Norwegian paleontologist and geologist

Leif Størmer (1 July 1905 – 15 May 1979) was a Norwegian paleontologist and geologist. He was professor of historical geology at the University of Oslo from 1946 to 1975. His father was the mathematician Carl Størmer, and his son the mathematician Erling Størmer.

==Early life and education==
Størmer was born in Kristiania (now Oslo) to Fredrik Carl Mülertz Størmer (1874–1957) and Adelaide Clauson (1877–1973). His brother Per Størmer (1907–1991) became a botanist.
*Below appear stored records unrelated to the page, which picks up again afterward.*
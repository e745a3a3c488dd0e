//! HTTP client for feed search requests

use super::transport::{FeedRequest, FeedResponse, Transport};
use crate::config::OutgoingSettings;
use crate::error::TransportError;
use async_trait::async_trait;
use reqwest::{Client, Response};
use std::collections::HashMap;
use std::time::Duration;
use tracing::debug;

/// Accept header for feed requests
const ACCEPT_FEED: &str = "application/rss+xml,application/xml;q=0.9,text/xml;q=0.8,*/*;q=0.5";

/// `reqwest`-backed [`Transport`]
#[derive(Clone)]
pub struct HttpClient {
    client: Client,
    user_agent: String,
    extra_headers: HashMap<String, String>,
}

impl HttpClient {
    /// Create a new HTTP client with default settings
    pub fn new() -> Result<Self, TransportError> {
        Self::with_settings(&OutgoingSettings::default())
    }

    /// Create a new HTTP client with custom settings
    pub fn with_settings(settings: &OutgoingSettings) -> Result<Self, TransportError> {
        let user_agent = settings
            .user_agent
            .clone()
            .unwrap_or_else(default_user_agent);

        let mut builder = Client::builder()
            .pool_max_idle_per_host(settings.pool_maxsize)
            .user_agent(user_agent.clone())
            .gzip(true)
            .brotli(true);

        // No timeout unless configured
        if let Some(seconds) = settings.request_timeout {
            let timeout = Duration::try_from_secs_f64(seconds)
                .map_err(|_| TransportError::InvalidTimeout(seconds))?;
            builder = builder.timeout(timeout);
        }

        // SSL verification
        if !settings.verify_ssl {
            builder = builder.danger_accept_invalid_certs(true);
        }

        // Proxy settings
        if let Some(ref proxy_url) = settings.proxies.all {
            builder = builder.proxy(reqwest::Proxy::all(proxy_url)?);
        } else {
            if let Some(ref http) = settings.proxies.http {
                builder = builder.proxy(reqwest::Proxy::http(http)?);
            }
            if let Some(ref https) = settings.proxies.https {
                builder = builder.proxy(reqwest::Proxy::https(https)?);
            }
        }

        let client = builder.build()?;

        Ok(Self {
            client,
            user_agent,
            extra_headers: settings.extra_headers.clone(),
        })
    }

    /// Get current user agent
    pub fn user_agent(&self) -> &str {
        &self.user_agent
    }

    /// Read status and body; headers are not retained
    async fn parse_response(response: Response) -> Result<FeedResponse, TransportError> {
        let status = response.status().as_u16();
        let body = response.text().await?;

        Ok(FeedResponse { status, body })
    }
}

#[async_trait]
impl Transport for HttpClient {
    async fn execute(&self, request: &FeedRequest) -> Result<FeedResponse, TransportError> {
        let mut req_builder = self
            .client
            .get(request.url.as_str())
            .header("Accept", ACCEPT_FEED);

        for (key, value) in &self.extra_headers {
            req_builder = req_builder.header(key, value);
        }

        debug!(subject = %request.subject, url = %request.url, "Sending search request");

        let response = req_builder.send().await?;

        Self::parse_response(response).await
    }
}

fn default_user_agent() -> String {
    format!("feedsift/{}", crate::VERSION)
}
His sister Henny married landowner Carl Otto Løvenskiold.

Leif Størmer attended school in Kristiania, and became interested in paleontology and geology. In 1923, he took his examen artium, and studied thereafter at the University of Oslo. He graduated with the cand.mag. degree in 1928, then the dr.philos. degree in 1931. In 1931–32, Størmer resided in the United States with a Rockefeller Foundation grant. On 23 May 1932, he married Ingegerd ("Tutti") Wiborg Alten (1912–2009) in New York.

==Career==
In 1930, Størmer was employed as a conservator vicar at the Museum of Paleontology in Oslo. One year later, he took his dissertation Skandinaviske Trinucleidae, which introduced numerous publications on the construction, nature and development of the trilobite. From 1932 to 1937, he was a research fellow, thereupon assistant, and in 1940 conservator at the Museum of Paleontology. From 1940 to 1941 he chaired the Geological Society of Norway. During the Second World War, Størmer participated in the Norwegian resistance movement as a treasurer for Milorg.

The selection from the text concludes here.